Tea Cake's real name is Vergible Woods. He meets the heroine Janie after she has had two less than fulfilling marriages. Tea Cake is twenty-five years old and is not wealthy, but he has an inner wealth that Janie has not encountered before. He possesses a knowledge of himself as a human being and a confidence that comes with knowledge and understanding of self. Janie and Tea Cake marry and return together to his community in Jacksonville, Tennessee.


Tea Cake is welcoming of Janie's involvement in the community as she makes a place for herself in it and their home becomes a community social center. Tea Cake teaches Janie to play checkers and disregards a traditional gender boundary and takes Janie with him fishing and hunting. He then teaches her to fish and hunt for herself. The dark spot in Tea Cake's behavior and mentality is that he hits Janie.
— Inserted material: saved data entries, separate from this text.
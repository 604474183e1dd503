//! Configuration for the training pipeline and the scoring service.
//!
//! Both halves receive an explicit `AppConfig`; there is no process-wide
//! configuration state.

use anyhow::{Context, Result};
use config::{Config, File};
use serde::Deserialize;
use std::path::Path;

/// Main application configuration
#[derive(Debug, Clone, Deserialize)]
pub struct AppConfig {
    pub nats: NatsConfig,
    pub data: DataConfig,
    pub features: FeatureConfig,
    pub model: ModelConfig,
    pub artifacts: ArtifactsConfig,
    pub logging: LoggingConfig,
}

/// NATS connection configuration
#[derive(Debug, Clone, Deserialize)]
pub struct NatsConfig {
    /// NATS server URL
    pub url: String,
    /// Subject for incoming scoring requests
    pub request_subject: String,
    /// Subject for outgoing predictions
    pub prediction_subject: String,
}

/// Raw table locations for training
#[derive(Debug, Clone, Deserialize)]
pub struct DataConfig {
    pub train_path: String,
    pub test_path: String,
}

/// Declared feature schema: which columns feed the model and how
#[derive(Debug, Clone, Deserialize)]
pub struct FeatureConfig {
    /// Columns passed through as numbers
    pub numerical: Vec<String>,
    /// Columns label-encoded before model consumption
    pub categorical: Vec<String>,
    /// The label column
    pub target: String,
}

/// Decision tree hyperparameters
#[derive(Debug, Clone, Deserialize)]
pub struct ModelConfig {
    #[serde(default = "default_max_depth")]
    pub max_depth: usize,
    #[serde(default = "default_min_weight_split")]
    pub min_weight_split: f32,
}

fn default_max_depth() -> usize {
    12
}

fn default_min_weight_split() -> f32 {
    2.0
}

/// Artifact storage configuration
#[derive(Debug, Clone, Deserialize)]
pub struct ArtifactsConfig {
    /// Directory holding timestamped and latest artifact blobs
    pub dir: String,
}

/// Logging configuration
#[derive(Debug, Clone, Deserialize)]
pub struct LoggingConfig {
    /// Log level (trace, debug, info, warn, error)
    pub level: String,
    /// Log format (json, pretty)
    pub format: String,
}

impl AppConfig {
    /// Load configuration from the default location
    pub fn load() -> Result<Self> {
        Self::load_from_path("config/config.toml")
    }

    /// Load configuration from a specific path
    pub fn load_from_path<P: AsRef<Path>>(path: P) -> Result<Self> {
        let config = Config::builder()
            .add_source(File::from(path.as_ref()))
            .build()
            .context("Failed to build configuration")?;

        config
            .try_deserialize()
            .context("Failed to deserialize configuration")
    }
}

impl Default for AppConfig {
    fn default() -> Self {
        Self {
            nats: NatsConfig {
                url: "nats://localhost:4222".to_string(),
                request_subject: "app_messages".to_string(),
                prediction_subject: "app_predictions".to_string(),
            },
            data: DataConfig {
                train_path: "data/raw/adult.data.csv".to_string(),
                test_path: "data/raw/adult.test.csv".to_string(),
            },
            features: FeatureConfig {
                numerical: vec![
                    "age".to_string(),
                    "fnlwgt".to_string(),
                    "capital_gain".to_string(),
                    "capital_loss".to_string(),
                    "hours_per_week".to_string(),
                ],
                categorical: vec![
                    "workclass".to_string(),
                    "education".to_string(),
                    "marital_status".to_string(),
                    "occupation".to_string(),
                    "relationship".to_string(),
                    "race".to_string(),
                    "gender".to_string(),
                    "native_country".to_string(),
                ],
                target: "income_bracket".to_string(),
            },
            model: ModelConfig {
                max_depth: default_max_depth(),
                min_weight_split: default_min_weight_split(),
            },
            artifacts: ArtifactsConfig {
                dir: "models".to_string(),
            },
            logging: LoggingConfig {
                level: "info".to_string(),
                format: "pretty".to_string(),
            },
        }
    }
}
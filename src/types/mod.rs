//! Wire types for the scoring service

pub mod message;
pub mod prediction;

pub use message::ScoringRequest;
pub use prediction::Prediction;
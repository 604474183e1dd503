//! Prediction results emitted by the scoring service

use chrono::{DateTime, Utc};
use serde::{Deserialize, Serialize};

/// One scored message: the decoded class label for a request
#[derive(Debug, Clone, Serialize, Deserialize)]
pub struct Prediction {
    /// Unique prediction identifier
    pub prediction_id: String,

    /// Request this prediction answers
    pub request_id: String,

    /// Predicted class label, decoded through the target encoder
    pub label: String,

    /// Raw integer code the model produced
    pub code: usize,

    /// Prediction timestamp
    pub timestamp: DateTime<Utc>,
}

impl Prediction {
    pub fn new(request_id: impl Into<String>, label: impl Into<String>, code: usize) -> Self {
        Self {
            prediction_id: uuid::Uuid::new_v4().to_string(),
            request_id: request_id.into(),
            label: label.into(),
            code,
            timestamp: Utc::now(),
        }
    }
}
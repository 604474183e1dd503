//! Performance counters for the scoring loop.

use std::sync::atomic::{AtomicU64, Ordering};
use std::sync::RwLock;
use std::time::{Duration, Instant};
use tracing::info;

/// Metrics collector for the scoring service
pub struct ScoringMetrics {
    /// Messages fully scored
    pub processed: AtomicU64,
    /// Messages skipped on a per-message error
    pub skipped: AtomicU64,
    /// Payloads that failed to deserialize
    pub malformed: AtomicU64,
    /// Per-message scoring times (in microseconds)
    scoring_times: RwLock<Vec<u64>>,
    /// Start time for throughput calculation
    start_time: Instant,
}

impl ScoringMetrics {
    pub fn new() -> Self {
        Self {
            processed: AtomicU64::new(0),
            skipped: AtomicU64::new(0),
            malformed: AtomicU64::new(0),
            scoring_times: RwLock::new(Vec::with_capacity(1000)),
            start_time: Instant::now(),
        }
    }

    /// Record one scored message
    pub fn record_scored(&self, scoring_time: Duration) {
        self.processed.fetch_add(1, Ordering::Relaxed);

        if let Ok(mut times) = self.scoring_times.write() {
            times.push(scoring_time.as_micros() as u64);
            // Keep only the most recent samples
            if times.len() > 10000 {
                times.drain(0..5000);
            }
        }
    }

    /// Record a skipped message (per-message scoring failure)
    pub fn record_skipped(&self) {
        self.skipped.fetch_add(1, Ordering::Relaxed);
    }

    /// Record a payload that could not be parsed
    pub fn record_malformed(&self) {
        self.malformed.fetch_add(1, Ordering::Relaxed);
    }

    /// Get scoring time statistics
    pub fn get_scoring_stats(&self) -> ScoringStats {
        let times = self.scoring_times.read().unwrap();
        if times.is_empty() {
            return ScoringStats::default();
        }

        let mut sorted: Vec<u64> = times.clone();
        sorted.sort();

        let sum: u64 = sorted.iter().sum();
        let count = sorted.len();

        ScoringStats {
            count: count as u64,
            mean_us: sum / count as u64,
            p50_us: sorted[count / 2],
            p95_us: sorted[(count as f64 * 0.95) as usize],
            p99_us: sorted[(count as f64 * 0.99) as usize],
            max_us: *sorted.last().unwrap_or(&0),
        }
    }

    /// Get current throughput (messages per second)
    pub fn get_throughput(&self) -> f64 {
        let elapsed = self.start_time.elapsed().as_secs_f64();
        if elapsed > 0.0 {
            self.processed.load(Ordering::Relaxed) as f64 / elapsed
        } else {
            0.0
        }
    }

    /// Log summary statistics
    pub fn print_summary(&self) {
        let processed = self.processed.load(Ordering::Relaxed);
        let skipped = self.skipped.load(Ordering::Relaxed);
        let malformed = self.malformed.load(Ordering::Relaxed);
        let stats = self.get_scoring_stats();

        info!(
            processed = processed,
            skipped = skipped,
            malformed = malformed,
            throughput = format!("{:.1} msg/s", self.get_throughput()),
            mean_us = stats.mean_us,
            p50_us = stats.p50_us,
            p95_us = stats.p95_us,
            p99_us = stats.p99_us,
            "Scoring metrics summary"
        );
    }
}

impl Default for ScoringMetrics {
    fn default() -> Self {
        Self::new()
    }
}

/// Scoring time statistics
#[derive(Debug, Default)]
pub struct ScoringStats {
    pub count: u64,
    pub mean_us: u64,
    pub p50_us: u64,
    pub p95_us: u64,
    pub p99_us: u64,
    pub max_us: u64,
}

/// Real-time metrics reporter that logs periodic summaries
pub struct MetricsReporter {
    metrics: std::sync::Arc<ScoringMetrics>,
    interval_secs: u64,
}

impl MetricsReporter {
    pub fn new(metrics: std::sync::Arc<ScoringMetrics>, interval_secs: u64) -> Self {
        Self {
            metrics,
            interval_secs,
        }
    }

    /// Start the periodic reporting task
    pub async fn start(self) {
        let mut interval = tokio::time::interval(Duration::from_secs(self.interval_secs));
        loop {
            interval.tick().await;
            self.metrics.print_summary();
        }
    }
}
//! Income Prediction Pipeline Library
//!
//! Tabular classification with a shared preprocessing core: a training
//! pipeline fits label encoders and a decision tree over CSV tables, and a
//! streaming scoring service applies the frozen bundle to messages arriving
//! over NATS.

pub mod artifacts;
pub mod config;
pub mod consumer;
pub mod data;
pub mod error;
pub mod frame;
pub mod metrics;
pub mod model;
pub mod preprocess;
pub mod producer;
pub mod scoring;
pub mod train;
pub mod types;

pub use artifacts::{ArtifactKind, ArtifactStore};
pub use config::AppConfig;
pub use consumer::RequestConsumer;
pub use error::{PipelineError, Result};
pub use frame::{Column, Frame};
pub use model::{ClassificationReport, Classifier};
pub use preprocess::{FeaturePreprocessor, FeatureSchema, LabelEncoder};
pub use producer::PredictionProducer;
pub use scoring::ScoringService;
pub use train::TrainingPipeline;
pub use types::{Prediction, ScoringRequest};
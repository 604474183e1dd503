//! NATS message consumer for incoming scoring requests

use anyhow::Result;
use async_nats::{Client, Subscriber};
use tracing::info;

/// Consumer for receiving scoring requests from NATS
pub struct RequestConsumer {
    client: Client,
    subject: String,
}

impl RequestConsumer {
    /// Create a new request consumer
    pub fn new(client: Client, subject: &str) -> Self {
        Self {
            client,
            subject: subject.to_string(),
        }
    }

    /// Subscribe to the request subject
    pub async fn subscribe(&self) -> Result<Subscriber> {
        let subscriber = self.client.subscribe(self.subject.clone()).await?;
        info!(subject = %self.subject, "Subscribed to request subject");
        Ok(subscriber)
    }

    /// Get the subject name
    pub fn subject(&self) -> &str {
        &self.subject
    }
}
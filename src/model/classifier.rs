//! Decision tree classifier over the encoded feature matrix.
//!
//! The tree consumes the preprocessor's output: integer codes for
//! categorical columns, raw numbers for numerical ones. Hyperparameter
//! choice is configuration, not tuned here.

use crate::config::ModelConfig;
use crate::error::{PipelineError, Result};
use linfa::prelude::*;
use linfa::Dataset;
use linfa_trees::DecisionTree;
use ndarray::{Array1, Array2};
use serde::{Deserialize, Serialize};
use tracing::info;

/// Trained classification model, serializable as part of the artifact
/// bundle
#[derive(Debug, Clone, Serialize, Deserialize)]
pub struct Classifier {
    tree: DecisionTree<f64, usize>,
    n_features: usize,
}

impl Classifier {
    /// Fit a decision tree on the encoded training matrix.
    ///
    /// `y` holds target codes from the fitted target encoder.
    pub fn train(x: &Array2<f64>, y: &[usize], params: &ModelConfig) -> Result<Self> {
        if x.nrows() == 0 {
            return Err(PipelineError::Training(
                "cannot train on an empty feature matrix".to_string(),
            ));
        }
        if x.nrows() != y.len() {
            return Err(PipelineError::Training(format!(
                "feature matrix has {} rows, target has {}",
                x.nrows(),
                y.len()
            )));
        }

        let n_features = x.ncols();
        let dataset = Dataset::new(x.clone(), Array1::from_vec(y.to_vec()));
        let tree = DecisionTree::params()
            .max_depth(Some(params.max_depth))
            .min_weight_split(params.min_weight_split)
            .fit(&dataset)
            .map_err(|e| PipelineError::Training(e.to_string()))?;

        info!(
            rows = x.nrows(),
            features = n_features,
            max_depth = params.max_depth,
            "Classifier trained"
        );

        Ok(Self { tree, n_features })
    }

    /// Predict target codes for each row of the encoded matrix
    pub fn predict(&self, x: &Array2<f64>) -> Result<Vec<usize>> {
        if x.ncols() != self.n_features {
            return Err(PipelineError::Data(format!(
                "input has {} columns, model expects {}",
                x.ncols(),
                self.n_features
            )));
        }
        Ok(self.tree.predict(x).to_vec())
    }

    pub fn n_features(&self) -> usize {
        self.n_features
    }
}
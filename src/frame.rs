//! Minimal column-oriented table used between loading, preprocessing, and
//! the model.
//!
//! Rows are keyed by position; the request id of a scoring message travels
//! with the message itself, not the frame. Columns keep their insertion
//! order, which lets the preprocessor guarantee a canonical output order.

use crate::error::{PipelineError, Result};
use ndarray::Array2;

/// A single column of values
#[derive(Debug, Clone, PartialEq)]
pub enum Column {
    Numeric(Vec<f64>),
    Categorical(Vec<String>),
}

impl Column {
    pub fn len(&self) -> usize {
        match self {
            Column::Numeric(v) => v.len(),
            Column::Categorical(v) => v.len(),
        }
    }

    pub fn is_empty(&self) -> bool {
        self.len() == 0
    }
}

/// Column-oriented table with ordered, name-addressed columns
#[derive(Debug, Clone, Default)]
pub struct Frame {
    columns: Vec<(String, Column)>,
    nrows: usize,
}

impl Frame {
    pub fn new() -> Self {
        Self::default()
    }

    /// Append a column. The first column fixes the row count; later columns
    /// must match it.
    pub fn push_column(&mut self, name: impl Into<String>, column: Column) -> Result<()> {
        let name = name.into();
        if self.columns.is_empty() {
            self.nrows = column.len();
        } else if column.len() != self.nrows {
            return Err(PipelineError::Data(format!(
                "column {:?} has {} rows, frame has {}",
                name,
                column.len(),
                self.nrows
            )));
        }
        self.columns.retain(|(n, _)| n != &name);
        self.columns.push((name, column));
        Ok(())
    }

    pub fn nrows(&self) -> usize {
        self.nrows
    }

    pub fn ncols(&self) -> usize {
        self.columns.len()
    }

    /// Column names in insertion order
    pub fn names(&self) -> Vec<&str> {
        self.columns.iter().map(|(n, _)| n.as_str()).collect()
    }

    pub fn column(&self, name: &str) -> Result<&Column> {
        self.columns
            .iter()
            .find(|(n, _)| n == name)
            .map(|(_, c)| c)
            .ok_or_else(|| PipelineError::MissingColumn(name.to_string()))
    }

    /// Numeric view of a column, or a data error if it is categorical
    pub fn numeric(&self, name: &str) -> Result<&[f64]> {
        match self.column(name)? {
            Column::Numeric(v) => Ok(v),
            Column::Categorical(_) => Err(PipelineError::Data(format!(
                "column {name:?} is categorical, expected numeric"
            ))),
        }
    }

    /// Categorical view of a column, or a data error if it is numeric
    pub fn categorical(&self, name: &str) -> Result<&[String]> {
        match self.column(name)? {
            Column::Categorical(v) => Ok(v),
            Column::Numeric(_) => Err(PipelineError::Data(format!(
                "column {name:?} is numeric, expected categorical"
            ))),
        }
    }

    /// New frame holding `names` in the given order, dropping everything
    /// else. Missing names fail the lookup.
    pub fn select(&self, names: &[String]) -> Result<Frame> {
        let mut out = Frame::new();
        for name in names {
            out.push_column(name.clone(), self.column(name)?.clone())?;
        }
        Ok(out)
    }

    /// Dense matrix in the given column order. All selected columns must be
    /// numeric; encoded frames satisfy this by construction.
    pub fn to_matrix(&self, names: &[String]) -> Result<Array2<f64>> {
        let mut data = Vec::with_capacity(self.nrows * names.len());
        let cols: Vec<&[f64]> = names
            .iter()
            .map(|n| self.numeric(n))
            .collect::<Result<_>>()?;
        for row in 0..self.nrows {
            for col in &cols {
                data.push(col[row]);
            }
        }
        Array2::from_shape_vec((self.nrows, names.len()), data)
            .map_err(|e| PipelineError::Data(e.to_string()))
    }
}
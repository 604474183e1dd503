//! Feature preprocessing shared by training and scoring.
//!
//! One preprocessor instance is fitted during training and serialized with
//! the artifact bundle; scoring reloads and applies the same instance, so
//! the two paths cannot drift apart.

use crate::error::{PipelineError, Result};
use crate::frame::{Column, Frame};
use crate::preprocess::encoder::LabelEncoder;
use serde::{Deserialize, Serialize};
use std::collections::{HashMap, HashSet};

/// Declared feature columns, partitioned into numerical and categorical.
///
/// `feature_names` (numerical followed by categorical) determines the
/// output column order of every transform.
#[derive(Debug, Clone, Serialize, Deserialize, PartialEq)]
pub struct FeatureSchema {
    feature_names: Vec<String>,
    numerical: Vec<String>,
    categorical: Vec<String>,
}

impl FeatureSchema {
    /// Build a schema from the declared column partition.
    ///
    /// The two sets must be disjoint and non-empty in union.
    pub fn new(numerical: Vec<String>, categorical: Vec<String>) -> Result<Self> {
        if numerical.is_empty() && categorical.is_empty() {
            return Err(PipelineError::Data(
                "feature schema declares no columns".to_string(),
            ));
        }
        let mut seen = HashSet::new();
        for name in numerical.iter().chain(categorical.iter()) {
            if !seen.insert(name.as_str()) {
                return Err(PipelineError::Data(format!(
                    "column {name:?} declared more than once in feature schema"
                )));
            }
        }
        let feature_names = numerical
            .iter()
            .chain(categorical.iter())
            .cloned()
            .collect();
        Ok(Self {
            feature_names,
            numerical,
            categorical,
        })
    }

    /// All feature columns in canonical output order
    pub fn feature_names(&self) -> &[String] {
        &self.feature_names
    }

    pub fn numerical(&self) -> &[String] {
        &self.numerical
    }

    pub fn categorical(&self) -> &[String] {
        &self.categorical
    }
}

/// Encodes categorical columns and passes numerical columns through,
/// returning columns in the canonical schema order.
#[derive(Debug, Clone, Serialize, Deserialize)]
pub struct FeaturePreprocessor {
    schema: FeatureSchema,
    /// One fitted encoder per categorical column; absent until fit
    encoders: HashMap<String, LabelEncoder>,
    fitted: bool,
}

impl FeaturePreprocessor {
    pub fn new(schema: FeatureSchema) -> Self {
        Self {
            schema,
            encoders: HashMap::new(),
            fitted: false,
        }
    }

    pub fn schema(&self) -> &FeatureSchema {
        &self.schema
    }

    pub fn is_fitted(&self) -> bool {
        self.fitted
    }

    /// Encoder for a categorical column, once fitted
    pub fn encoder(&self, column: &str) -> Option<&LabelEncoder> {
        self.encoders.get(column)
    }

    /// Fit a fresh encoder over each categorical column's training values,
    /// replacing any prior encoder for that column.
    pub fn fit(&mut self, x: &Frame) -> Result<&mut Self> {
        let mut encoders = HashMap::with_capacity(self.schema.categorical.len());
        for name in &self.schema.categorical {
            let values = x.categorical(name)?;
            let mut encoder = LabelEncoder::new(name.clone());
            encoder.fit(values)?;
            encoders.insert(name.clone(), encoder);
        }
        // Numerical columns carry no encoder state but must exist at fit
        // time so a schema typo fails here, not at first transform.
        for name in &self.schema.numerical {
            x.numeric(name)?;
        }
        self.encoders = encoders;
        self.fitted = true;
        Ok(self)
    }

    /// Encode categorical columns and reorder to the schema, dropping any
    /// input columns outside it.
    pub fn transform(&self, x: &Frame) -> Result<Frame> {
        if !self.fitted {
            return Err(PipelineError::NotFitted("FeaturePreprocessor"));
        }
        let mut out = Frame::new();
        for name in &self.schema.feature_names {
            if let Some(encoder) = self.encoders.get(name) {
                let codes = encoder.transform(x.categorical(name)?)?;
                let encoded = codes.into_iter().map(|c| c as f64).collect();
                out.push_column(name.clone(), Column::Numeric(encoded))?;
            } else {
                out.push_column(name.clone(), Column::Numeric(x.numeric(name)?.to_vec()))?;
            }
        }
        Ok(out)
    }

    /// `fit` followed by `transform` over the same frame
    pub fn fit_transform(&mut self, x: &Frame) -> Result<Frame> {
        self.fit(x)?;
        self.transform(x)
    }
}

#[cfg(test)]
mod tests {
    use super::*;

    fn schema() -> FeatureSchema {
        FeatureSchema::new(vec!["age".to_string()], vec!["city".to_string()]).unwrap()
    }

    fn training_frame() -> Frame {
        let mut f = Frame::new();
        f.push_column("age", Column::Numeric(vec![30.0, 40.0])).unwrap();
        f.push_column(
            "city",
            Column::Categorical(vec!["NY".into(), "LA".into()]),
        )
        .unwrap();
        f
    }

    #[test]
    fn test_schema_rejects_overlap() {
        let err = FeatureSchema::new(
            vec!["age".to_string()],
            vec!["age".to_string(), "city".to_string()],
        );
        assert!(err.is_err());
    }

    #[test]
    fn test_schema_order_is_numerical_then_categorical() {
        let s = FeatureSchema::new(
            vec!["a".to_string(), "b".to_string()],
            vec!["c".to_string()],
        )
        .unwrap();
        assert_eq!(s.feature_names(), &["a", "b", "c"]);
    }

    #[test]
    fn test_numerical_passthrough_and_categorical_encoding() {
        let mut fp = FeaturePreprocessor::new(schema());
        fp.fit(&training_frame()).unwrap();

        let mut single = Frame::new();
        single.push_column("age", Column::Numeric(vec![35.0])).unwrap();
        single
            .push_column("city", Column::Categorical(vec!["LA".into()]))
            .unwrap();

        let out = fp.transform(&single).unwrap();
        assert_eq!(out.numeric("age").unwrap(), &[35.0]);
        let la_code = fp.encoder("city").unwrap().transform(&["LA"]).unwrap()[0];
        assert_eq!(out.numeric("city").unwrap(), &[la_code as f64]);
    }

    #[test]
    fn test_output_order_ignores_input_order_and_drops_extras() {
        let mut fp = FeaturePreprocessor::new(schema());
        fp.fit(&training_frame()).unwrap();

        // Input in reversed order with an extra undeclared column
        let mut x = Frame::new();
        x.push_column("extra", Column::Numeric(vec![9.0, 9.0])).unwrap();
        x.push_column(
            "city",
            Column::Categorical(vec!["LA".into(), "NY".into()]),
        )
        .unwrap();
        x.push_column("age", Column::Numeric(vec![20.0, 21.0])).unwrap();

        let out = fp.transform(&x).unwrap();
        assert_eq!(out.names(), vec!["age", "city"]);
    }

    #[test]
    fn test_fit_transform_equals_fit_then_transform() {
        let x = training_frame();

        let mut a = FeaturePreprocessor::new(schema());
        let via_fit_transform = a.fit_transform(&x).unwrap();

        let mut b = FeaturePreprocessor::new(schema());
        b.fit(&x).unwrap();
        let via_separate = b.transform(&x).unwrap();

        for name in schema().feature_names() {
            assert_eq!(
                via_fit_transform.numeric(name).unwrap(),
                via_separate.numeric(name).unwrap()
            );
        }
    }

    #[test]
    fn test_transform_before_fit() {
        let fp = FeaturePreprocessor::new(schema());
        assert!(matches!(
            fp.transform(&training_frame()),
            Err(PipelineError::NotFitted(_))
        ));
    }

    #[test]
    fn test_refit_is_idempotent() {
        let x = training_frame();
        let mut fp = FeaturePreprocessor::new(schema());
        fp.fit(&x).unwrap();
        let first = fp.encoder("city").unwrap().clone();
        fp.fit(&x).unwrap();
        assert_eq!(fp.encoder("city").unwrap(), &first);
    }

    #[test]
    fn test_unseen_category_propagates_with_column() {
        let mut fp = FeaturePreprocessor::new(schema());
        fp.fit(&training_frame()).unwrap();

        let mut x = Frame::new();
        x.push_column("age", Column::Numeric(vec![50.0])).unwrap();
        x.push_column("city", Column::Categorical(vec!["Zurich".into()]))
            .unwrap();

        match fp.transform(&x) {
            Err(PipelineError::UnseenCategory { column, value }) => {
                assert_eq!(column, "city");
                assert_eq!(value, "Zurich");
            }
            other => panic!("expected UnseenCategory, got {other:?}"),
        }
    }

    #[test]
    fn test_fit_fails_on_missing_declared_column() {
        let mut x = Frame::new();
        x.push_column("age", Column::Numeric(vec![1.0])).unwrap();
        let mut fp = FeaturePreprocessor::new(schema());
        assert!(matches!(
            fp.fit(&x),
            Err(PipelineError::MissingColumn(_))
        ));
    }
}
The end of their story together has an ironic twist. Tea Cake saves Janie from a rabid dog but in doing so is bitten himself. He contracts rabies. The disease progressed quickly and before they knew he had gotten rabies and could treat it, Tea Cake had already succumbed to irreversible symptoms. When fully rabid and irrationally mentally deranged, he attacks Janie to kill her and Janie has no option but to shoot him to protect herself.


The irony is that (1) Tea Cake received his death sentence, the bite, while rescuing Janie; (2) he could both beat her and rescue her; (3) she killed him with a skill he taught her and (4) the end result of his physical attacks on her was his death at her hands.


Some critics see Tea Cakes brutality toward Janie as confirmation of the innate male need to dominate women. Considering the ironic twist involved in Tea Cake's death, an opposing analysis can be made asserting that the author is showing the true light of male dominance over women through a symbolic judgment (the rabies bite) and execution (the killing shot), thus demonstrating that even the acts of teaching and saving Janie can not atone for nor overshadow physical brutality.